Note: since the attacker can inject arbitrary javascript, it controls the whole api usage: the plaintext, and for modes using an IV (AES-CBC for example), it also controls the IV.
To answer the original question:
With extractable: false you cannot simply export the key as it itself is encrypted.
But if you have access to the CryptoKey in a secure context you can use it as an oracle, sure.
But also not without caveats since the CryptoKey gets generated only for a specific Algorithm (eg. ECDSA-p-521) and whitelisted for what it can do (e.g. encrypt, decrypt..).
So if your key was generated for encrypting only, you can only run CPA, not CCA, and vice-versa.

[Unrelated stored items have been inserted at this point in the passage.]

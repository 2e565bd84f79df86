//! Context node capture.
//!
//! A context node is a synthetic note that snapshots everything within
//! a few hops of an origin note: it records which ids it captured and
//! inlines their text, so the whole neighbourhood can be handed to a
//! reader (or a model) as one document.
//!
//! The node is produced as markdown and parsed back with the regular
//! codec, so writing it to `ctx-nodes/` and letting the watcher pick it
//! up yields exactly the same node.

use crate::graph::Graph;
use crate::subgraph::{by_distance, newly_reachable};
use crate::traversal::ordered_ids;
use grove_core::{
    id_to_path, parse_node, resolve_title, strip_frontmatter, Frontmatter, GraphNode, NodeId,
};
use once_cell::sync::Lazy;
use regex::Regex;

/// Vault directory context nodes are written to.
pub const CONTEXT_DIR: &str = "ctx-nodes";

/// Label of the edge from a context node to its origin.
pub const CONTEXT_EDGE_LABEL: &str = "context of";

static WIKILINK_RE: Lazy<Regex> =
    Lazy::new(|| Regex::new(r"\[\[([^\]|]+)(?:\|([^\]]*))?\]\]").unwrap());

/// Id of the context node captured from `origin`.
///
/// Mirrors the origin's directory under `ctx-nodes/`, so origins that
/// share a file name in different folders get different context nodes.
pub fn context_node_id(origin: &NodeId) -> NodeId {
    NodeId::new(format!("{}/{}_context", CONTEXT_DIR, origin))
}

/// Captures the neighbourhood of `origin` as a context node.
///
/// `None` if `origin` isn't in the graph.
pub fn capture_context(
    graph: &Graph,
    origin: &str,
    max_distance: usize,
) -> grove_core::Result<Option<GraphNode>> {
    let origin_node = match graph.get(origin) {
        Some(node) => node,
        None => return Ok(None),
    };
    let sub = by_distance(graph, origin, max_distance);
    let contained = ordered_ids(&sub);
    let id = context_node_id(&origin_node.id);

    let title = format!("Context: {}", resolve_title(origin_node));
    let frontmatter = Frontmatter {
        title: Some(title.clone()),
        is_context_node: Some(true),
        contained_node_ids: Some(contained.clone()),
        ..Frontmatter::default()
    };

    let mut content = frontmatter.render()?;
    content.push_str(&format!("# {}\n\n", title));
    content.push_str(&format!(
        "- {} [[{}]]\n",
        CONTEXT_EDGE_LABEL.replace(' ', "_"),
        origin_node.id
    ));

    for member in contained.iter().filter_map(|id| sub.get(id.as_str())) {
        content.push_str(&format!(
            "\n{}\n## {}\n_{}_\n\n",
            "-".repeat(40),
            resolve_title(member),
            member.id
        ));
        content.push_str(&unlink(strip_frontmatter(&member.content)));
        if !content.ends_with('\n') {
            content.push('\n');
        }
    }

    Ok(Some(parse_node(&content, &id_to_path(&id))))
}

/// Nodes near a context node's origin that it didn't capture.
///
/// The origin is the target of the context node's first edge. Returns
/// an empty list for nodes that aren't context nodes.
pub fn refresh_context(graph: &Graph, context: &GraphNode, max_distance: usize) -> Vec<NodeId> {
    if !context.ui_metadata.is_context_node {
        return Vec::new();
    }
    let origin = match context.outgoing_edges.first() {
        Some(edge) => &edge.target_id,
        None => return Vec::new(),
    };
    let previous = context
        .ui_metadata
        .contained_node_ids
        .as_deref()
        .unwrap_or(&[]);

    newly_reachable(graph, origin.as_str(), max_distance, previous)
        .into_iter()
        .filter(|id| id != &context.id)
        .collect()
}

/// Replaces `[[target|text]]` with its display text so inlined notes
/// don't add edges to the context node.
fn unlink(body: &str) -> String {
    WIKILINK_RE
        .replace_all(body, |caps: &regex::Captures| {
            caps.get(2)
                .or_else(|| caps.get(1))
                .map_or(String::new(), |m| m.as_str().trim().to_string())
        })
        .into_owned()
}

#[cfg(test)]
mod tests {
    use super::*;
    use crate::delta::{apply_graph_delta, Delta};
    use grove_core::{parse_node, Edge};

    fn vault() -> Graph {
        Graph::from_nodes(vec![
            parse_node("# Roses\nRed ones. See [[tulips]] and [[soil|the soil]].", "garden/roses.md"),
            parse_node("# Tulips\nSpring.", "tulips.md"),
            parse_node("---\ntitle: Soil\n---\nLoam, see [[worms]].", "soil.md"),
            parse_node("Wriggly.", "worms.md"),
        ])
    }

    #[test]
    fn test_capture_context() {
        let graph = vault();
        let ctx = capture_context(&graph, "garden/roses", 1).unwrap().unwrap();

        assert_eq!(ctx.id.as_str(), "ctx-nodes/garden/roses_context");
        assert!(ctx.ui_metadata.is_context_node);
        assert_eq!(
            ctx.ui_metadata.contained_node_ids,
            Some(vec![
                NodeId::new("garden/roses"),
                NodeId::new("tulips"),
                NodeId::new("soil"),
            ])
        );
        assert_eq!(
            ctx.outgoing_edges,
            vec![Edge::new("garden/roses", CONTEXT_EDGE_LABEL)]
        );
        assert_eq!(resolve_title(&ctx), "Context: Roses");
        assert!(ctx.content.contains("Red ones. See tulips and the soil."));
        assert!(ctx.content.contains("Spring."));
        assert!(!ctx.content.contains("Wriggly."));
    }

    #[test]
    fn test_capture_round_trips_through_codec() {
        let graph = vault();
        let ctx = capture_context(&graph, "tulips", 2).unwrap().unwrap();

        let reparsed = parse_node(&ctx.content, &id_to_path(&ctx.id));
        assert_eq!(reparsed, ctx);
    }

    #[test]
    fn test_same_stem_in_different_folders() {
        let graph = Graph::from_nodes(vec![
            parse_node("Red.", "a/roses.md"),
            parse_node("White.", "b/roses.md"),
        ]);

        let first = capture_context(&graph, "a/roses", 1).unwrap().unwrap();
        let second = capture_context(&graph, "b/roses", 1).unwrap().unwrap();

        assert_ne!(first.id, second.id);
        assert_eq!(context_node_id(&NodeId::new("roses")).as_str(), "ctx-nodes/roses_context");
    }

    #[test]
    fn test_capture_missing_origin() {
        assert!(capture_context(&vault(), "nope", 3).unwrap().is_none());
    }

    #[test]
    fn test_refresh_finds_new_neighbours() {
        let graph = vault();
        let ctx = capture_context(&graph, "garden/roses", 1).unwrap().unwrap();
        let graph = apply_graph_delta(&graph, &Delta::new().upsert(ctx.clone()));
        assert!(refresh_context(&graph, &ctx, 1).is_empty());

        let graph = apply_graph_delta(
            &graph,
            &Delta::new().upsert(parse_node("Thorns on [[garden/roses]]", "thorns.md")),
        );

        assert_eq!(refresh_context(&graph, &ctx, 1), vec![NodeId::new("thorns")]);
    }

    #[test]
    fn test_refresh_ignores_plain_nodes() {
        let graph = vault();
        let node = graph.get("tulips").unwrap();
        assert!(refresh_context(&graph, node, 3).is_empty());
    }
}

with that in mind we can answer the bountied details:
if you have access to the secure context (via xss should work, mitm would be harder since it normally breaks https), and get ahold of the cryptoKey used in that context you can pass it to the crypto.subtle.decrypt() etc functions.
Keep in mind though, that you can only use the key for what it was designed to do, but yes the decrypt() function returns a plaintext promise which you could then forward to your attack server etc and use the infected context as an oracle.